PROBLEM TO SOLVE: Reproduce the entries that follow verbatim, down to the final line.

RECORDS PROVIDED:
#####
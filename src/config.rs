use std::time::Duration;

/// Startup configuration, loaded once from the environment in `main`.
///
/// Follows this codebase's existing pattern of `dotenvy::dotenv().ok()` followed
/// by `std::env::var` lookups with `.expect(...)` for anything the service cannot
/// run without.
#[derive(Debug, Clone)]
pub struct Config {
    pub port: u16,
    pub database_url: String,

    pub google_client_id: String,
    pub google_client_secret: String,
    pub google_redirect_uri: String,
    pub gmail_pubsub_topic: String,
    pub gmail_api_base: String,
    pub gmail_token_endpoint: String,
    pub gmail_webhook_shared_secret: Option<String>,

    pub token_encryption_key: [u8; 32],
    pub auth_jwt_secret: String,

    pub worker_id_prefix: String,
    pub max_concurrent_jobs: usize,
    pub lock_timeout: Duration,
    pub worker_heartbeat_timeout: Duration,
    pub worker_retry_delay: Duration,
}

impl Config {
    pub fn from_env() -> anyhow::Result<Self> {
        let port: u16 = std::env::var("PORT")
            .unwrap_or_else(|_| "4000".into())
            .parse()?;

        let database_url =
            std::env::var("DATABASE_URL").map_err(|_| anyhow::anyhow!("DATABASE_URL must be set"))?;

        let google_client_id = std::env::var("GOOGLE_CLIENT_ID")
            .map_err(|_| anyhow::anyhow!("GOOGLE_CLIENT_ID must be set"))?;
        let google_client_secret = std::env::var("GOOGLE_CLIENT_SECRET")
            .map_err(|_| anyhow::anyhow!("GOOGLE_CLIENT_SECRET must be set"))?;
        let google_redirect_uri = std::env::var("GOOGLE_REDIRECT_URI")
            .map_err(|_| anyhow::anyhow!("GOOGLE_REDIRECT_URI must be set"))?;
        let gmail_pubsub_topic = std::env::var("GMAIL_PUBSUB_TOPIC")
            .map_err(|_| anyhow::anyhow!("GMAIL_PUBSUB_TOPIC must be set"))?;
        let gmail_api_base = std::env::var("GMAIL_API_BASE")
            .unwrap_or_else(|_| "https://gmail.googleapis.com/gmail/v1/users".to_string());
        let gmail_token_endpoint = std::env::var("GMAIL_TOKEN_ENDPOINT")
            .unwrap_or_else(|_| "https://oauth2.googleapis.com/token".to_string());
        let gmail_webhook_shared_secret = std::env::var("GMAIL_WEBHOOK_SHARED_SECRET").ok();

        let token_encryption_key_b64 = std::env::var("TOKEN_ENCRYPTION_KEY")
            .map_err(|_| anyhow::anyhow!("TOKEN_ENCRYPTION_KEY must be set"))?;
        let token_encryption_key = decode_encryption_key(&token_encryption_key_b64)?;

        let auth_jwt_secret = std::env::var("AUTH_JWT_SECRET")
            .map_err(|_| anyhow::anyhow!("AUTH_JWT_SECRET must be set"))?;

        let worker_id_prefix = std::env::var("WORKER_ID_PREFIX").unwrap_or_else(|_| {
            hostname_fallback()
        });
        let max_concurrent_jobs: usize = std::env::var("MAX_CONCURRENT_JOBS")
            .unwrap_or_else(|_| "1".into())
            .parse()
            .unwrap_or(1);
        let lock_timeout_secs: u64 = std::env::var("LOCK_TIMEOUT_SECONDS")
            .unwrap_or_else(|_| "600".into())
            .parse()
            .unwrap_or(600);
        let heartbeat_timeout_secs: u64 = std::env::var("WORKER_HEARTBEAT_TIMEOUT_SECONDS")
            .unwrap_or_else(|_| "300".into())
            .parse()
            .unwrap_or(300);
        let retry_delay_secs: u64 = std::env::var("WORKER_RETRY_DELAY_SECONDS")
            .unwrap_or_else(|_| "60".into())
            .parse()
            .unwrap_or(60);

        Ok(Self {
            port,
            database_url,
            google_client_id,
            google_client_secret,
            google_redirect_uri,
            gmail_pubsub_topic,
            gmail_api_base,
            gmail_token_endpoint,
            gmail_webhook_shared_secret,
            token_encryption_key,
            auth_jwt_secret,
            worker_id_prefix,
            max_concurrent_jobs,
            lock_timeout: Duration::from_secs(lock_timeout_secs),
            worker_heartbeat_timeout: Duration::from_secs(heartbeat_timeout_secs),
            worker_retry_delay: Duration::from_secs(retry_delay_secs),
        })
    }
}

fn decode_encryption_key(b64: &str) -> anyhow::Result<[u8; 32]> {
    use base64::Engine;
    let bytes = base64::engine::general_purpose::STANDARD
        .decode(b64.trim())
        .map_err(|e| anyhow::anyhow!("TOKEN_ENCRYPTION_KEY is not valid base64: {e}"))?;
    bytes
        .try_into()
        .map_err(|_| anyhow::anyhow!("TOKEN_ENCRYPTION_KEY must decode to exactly 32 bytes"))
}

fn hostname_fallback() -> String {
    std::env::var("HOSTNAME").unwrap_or_else(|_| "worker".to_string())
}
use std::net::SocketAddr;
use std::sync::Arc;

use axum::Router;
use tower_http::cors::{Any, CorsLayer};
use tower_http::trace::TraceLayer;
use tracing_subscriber::{layer::SubscriberExt, util::SubscriberInitExt};

use mailsync_api::config::Config;
use mailsync_api::crypto::TokenCipher;
use mailsync_api::job_queue::JobQueue;
use mailsync_api::scheduler::Scheduler;
use mailsync_api::state::AppState;
use mailsync_api::worker::Worker;
use mailsync_api::{routes, run_migrations};

#[tokio::main]
async fn main() -> anyhow::Result<()> {
    dotenvy::dotenv().ok();

    tracing_subscriber::registry()
        .with(tracing_subscriber::EnvFilter::new(
            std::env::var("RUST_LOG").unwrap_or_else(|_| "mailsync=debug,tower_http=info".into()),
        ))
        .with(tracing_subscriber::fmt::layer())
        .init();

    let config = Config::from_env()?;

    let connect_opts = config
        .database_url
        .parse::<sqlx::postgres::PgConnectOptions>()?
        .statement_cache_capacity(0);
    let pool = sqlx::postgres::PgPoolOptions::new()
        .max_connections(10)
        .connect_with(connect_opts)
        .await?;

    tracing::info!("connected to database");

    run_migrations(&pool).await?;
    tracing::info!("migrations applied");

    let cipher = TokenCipher::new(&config.token_encryption_key);
    let http = reqwest::Client::new();
    let queue = JobQueue::new(pool.clone());
    let config = Arc::new(config);

    let state = AppState {
        pool: pool.clone(),
        http: http.clone(),
        cipher: cipher.clone(),
        config: config.clone(),
        queue: queue.clone(),
    };

    // Background worker — claims and executes sync_jobs rows.
    let worker = Arc::new(Worker::new(pool.clone(), cipher.clone(), (*config).clone()));
    worker.register().await?;
    let _heartbeat = worker.clone().spawn_heartbeat();
    let worker_for_run = worker.clone();
    tokio::spawn(async move {
        worker_for_run.run().await;
    });

    // Background scheduler — sweeps due incremental syncs, reaps dead
    // workers, and renews push watches on independent ticks.
    let scheduler = Arc::new(Scheduler::new(pool.clone(), cipher.clone(), (*config).clone()));
    let _scheduler_tasks = scheduler.spawn_all();

    let cors = CorsLayer::new().allow_origin(Any).allow_methods(Any).allow_headers(Any);

    let app = Router::new()
        .route("/health", axum::routing::get(|| async { "ok" }))
        .nest("/api/v1", routes::api_router(state))
        .layer(cors)
        .layer(TraceLayer::new_for_http());

    let addr = SocketAddr::from(([0, 0, 0, 0], config.port));
    tracing::info!("mailsync listening on {}", addr);

    let listener = tokio::net::TcpListener::bind(addr).await?;
    axum::serve(listener, app)
        .with_graceful_shutdown(shutdown_signal(worker))
        .await?;

    Ok(())
}

async fn shutdown_signal(worker: Arc<Worker>) {
    tokio::signal::ctrl_c().await.ok();
    tracing::info!("shutdown signal received, releasing claimed jobs");
    worker.shutdown();
}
#####
OUTPUT FOR THIS TASK:
filename src/config.rs
use std::time::Duration;

/// Startup configuration, loaded once from the environment in `main`.
///
/// Follows this codebase's existing pattern of `dotenvy::dotenv().ok()` followed
/// by `std::env::var` lookups with `.expect(...)` for anything the service cannot
/// run without.
#[derive(Debug, Clone)]
pub struct Config {
    pub port: u16,
    pub database_url: String,

    pub google_client_id: String,
    pub google_client_secret: String,
    pub google_redirect_uri: String,
    pub gmail_pubsub_topic: String,
    pub gmail_api_base: String,
    pub gmail_token_endpoint: String,
    pub gmail_webhook_shared_secret: Option<String>,

    pub token_encryption_key: [u8; 32],
    pub auth_jwt_secret: String,

    pub worker_id_prefix: String,
    pub max_concurrent_jobs: usize,
    pub lock_timeout: Duration,
    pub worker_heartbeat_timeout: Duration,
    pub worker_retry_delay: Duration,
}

impl Config {
    pub fn from_env() -> anyhow::Result<Self> {
        let port: u16 = std::env::var("PORT")
            .unwrap_or_else(|_| "4000".into())
            .parse()?;

        let database_url =
            std::env::var("DATABASE_URL").map_err(|_| anyhow::anyhow!("DATABASE_URL must be set"))?;

        let google_client_id = std::env::var("GOOGLE_CLIENT_ID")
            .map_err(|_| anyhow::anyhow!("GOOGLE_CLIENT_ID must be set"))?;
        let google_client_secret = std::env::var("GOOGLE_CLIENT_SECRET")
            .map_err(|_| anyhow::anyhow!("GOOGLE_CLIENT_SECRET must be set"))?;
        let google_redirect_uri = std::env::var("GOOGLE_REDIRECT_URI")
            .map_err(|_| anyhow::anyhow!("GOOGLE_REDIRECT_URI must be set"))?;
        let gmail_pubsub_topic = std::env::var("GMAIL_PUBSUB_TOPIC")
            .map_err(|_| anyhow::anyhow!("GMAIL_PUBSUB_TOPIC must be set"))?;
        let gmail_api_base = std::env::var("GMAIL_API_BASE")
            .unwrap_or_else(|_| "https://gmail.googleapis.com/gmail/v1/users".to_string());
        let gmail_token_endpoint = std::env::var("GMAIL_TOKEN_ENDPOINT")
            .unwrap_or_else(|_| "https://oauth2.googleapis.com/token".to_string());
        let gmail_webhook_shared_secret = std::env::var("GMAIL_WEBHOOK_SHARED_SECRET").ok();

        let token_encryption_key_b64 = std::env::var("TOKEN_ENCRYPTION_KEY")
            .map_err(|_| anyhow::anyhow!("TOKEN_ENCRYPTION_KEY must be set"))?;
        let token_encryption_key = decode_encryption_key(&token_encryption_key_b64)?;

        let auth_jwt_secret = std::env::var("AUTH_JWT_SECRET")
            .map_err(|_| anyhow::anyhow!("AUTH_JWT_SECRET must be set"))?;

        let worker_id_prefix = std::env::var("WORKER_ID_PREFIX").unwrap_or_else(|_| {
            hostname_fallback()
        });
        let max_concurrent_jobs: usize = std::env::var("MAX_CONCURRENT_JOBS")
            .unwrap_or_else(|_| "1".into())
            .parse()
            .unwrap_or(1);
        let lock_timeout_secs: u64 = std::env::var("LOCK_TIMEOUT_SECONDS")
            .unwrap_or_else(|_| "600".into())
            .parse()
            .unwrap_or(600);
        let heartbeat_timeout_secs: u64 = std::env::var("WORKER_HEARTBEAT_TIMEOUT_SECONDS")
            .unwrap_or_else(|_| "300".into())
            .parse()
            .unwrap_or(300);
        let retry_delay_secs: u64 = std::env::var("WORKER_RETRY_DELAY_SECONDS")
            .unwrap_or_else(|_| "60".into())
            .parse()
            .unwrap_or(60);

        Ok(Self {
            port,
            database_url,
            google_client_id,
            google_client_secret,
            google_redirect_uri,
            gmail_pubsub_topic,
            gmail_api_base,
            gmail_token_endpoint,
            gmail_webhook_shared_secret,
            token_encryption_key,
            auth_jwt_secret,
            worker_id_prefix,
            max_concurrent_jobs,
            lock_timeout: Duration::from_secs(lock_timeout_secs),
            worker_heartbeat_timeout: Duration::from_secs(heartbeat_timeout_secs),
            worker_retry_delay: Duration::from_secs(retry_delay_secs),
        })
    }
}

fn decode_encryption_key(b64: &str) -> anyhow::Result<[u8; 32]> {
    use base64::Engine;
    let bytes = base64::engine::general_purpose::STANDARD
        .decode(b64.trim())
        .map_err(|e| anyhow::anyhow!("TOKEN_ENCRYPTION_KEY is not valid base64: {e}"))?;
    bytes
        .try_into()
        .map_err(|_| anyhow::anyhow!("TOKEN_ENCRYPTION_KEY must decode to exactly 32 bytes"))
}

fn hostname_fallback() -> String {
    std::env::var("HOSTNAME").unwrap_or_else(|_| "worker".to_string())
}
use std::net::SocketAddr;
use std::sync::Arc;

use axum::Router;
use tower_http::cors::{Any, CorsLayer};
use tower_http::trace::TraceLayer;
use tracing_subscriber::{layer::SubscriberExt, util::SubscriberInitExt};

use mailsync_api::config::Config;
use mailsync_api::crypto::TokenCipher;
use mailsync_api::job_queue::JobQueue;
use mailsync_api::scheduler::Scheduler;
use mailsync_api::state::AppState;
use mailsync_api::worker::Worker;
use mailsync_api::{routes, run_migrations};

#[tokio::main]
async fn main() -> anyhow::Result<()> {
    dotenvy::dotenv().ok();

    tracing_subscriber::registry()
        .with(tracing_subscriber::EnvFilter::new(
            std::env::var("RUST_LOG").unwrap_or_else(|_| "mailsync=debug,tower_http=info".into()),
        ))
        .with(tracing_subscriber::fmt::layer())
        .init();

    let config = Config::from_env()?;

    let connect_opts = config
        .database_url
        .parse::<sqlx::postgres::PgConnectOptions>()?
        .statement_cache_capacity(0);
    let pool = sqlx::postgres::PgPoolOptions::new()
        .max_connections(10)
        .connect_with(connect_opts)
        .await?;

    tracing::info!("connected to database");

    run_migrations(&pool).await?;
    tracing::info!("migrations applied");

    let cipher = TokenCipher::new(&config.token_encryption_key);
    let http = reqwest::Client::new();
    let queue = JobQueue::new(pool.clone());
    let config = Arc::new(config);

    let state = AppState {
        pool: pool.clone(),
        http: http.clone(),
        cipher: cipher.clone(),
        config: config.clone(),
        queue: queue.clone(),
    };

    // Background worker — claims and executes sync_jobs rows.
    let worker = Arc::new(Worker::new(pool.clone(), cipher.clone(), (*config).clone()));
    worker.register().await?;
    let _heartbeat = worker.clone().spawn_heartbeat();
    let worker_for_run = worker.clone();
    tokio::spawn(async move {
        worker_for_run.run().await;
    });

    // Background scheduler — sweeps due incremental syncs, reaps dead
    // workers, and renews push watches on independent ticks.
    let scheduler = Arc::new(Scheduler::new(pool.clone(), cipher.clone(), (*config).clone()));
    let _scheduler_tasks = scheduler.spawn_all();

    let cors = CorsLayer::new().allow_origin(Any).allow_methods(Any).allow_headers(Any);

    let app = Router::new()
        .route("/health", axum::routing::get(|| async { "ok" }))
        .nest("/api/v1", routes::api_router(state))
        .layer(cors)
        .layer(TraceLayer::new_for_http());

    let addr = SocketAddr::from(([0, 0, 0, 0], config.port));
    tracing::info!("mailsync listening on {}", addr);

    let listener = tokio::net::TcpListener::bind(addr).await?;
    axum::serve(listener, app)
        .with_graceful_shutdown(shutdown_signal(worker))
        .await?;

    Ok(())
}

async fn shutdown_signal(worker: Arc<Worker>) {
    tokio::signal::ctrl_c().await.ok();
    tracing::info!("shutdown signal received, releasing claimed jobs");
    worker.shutdown();
}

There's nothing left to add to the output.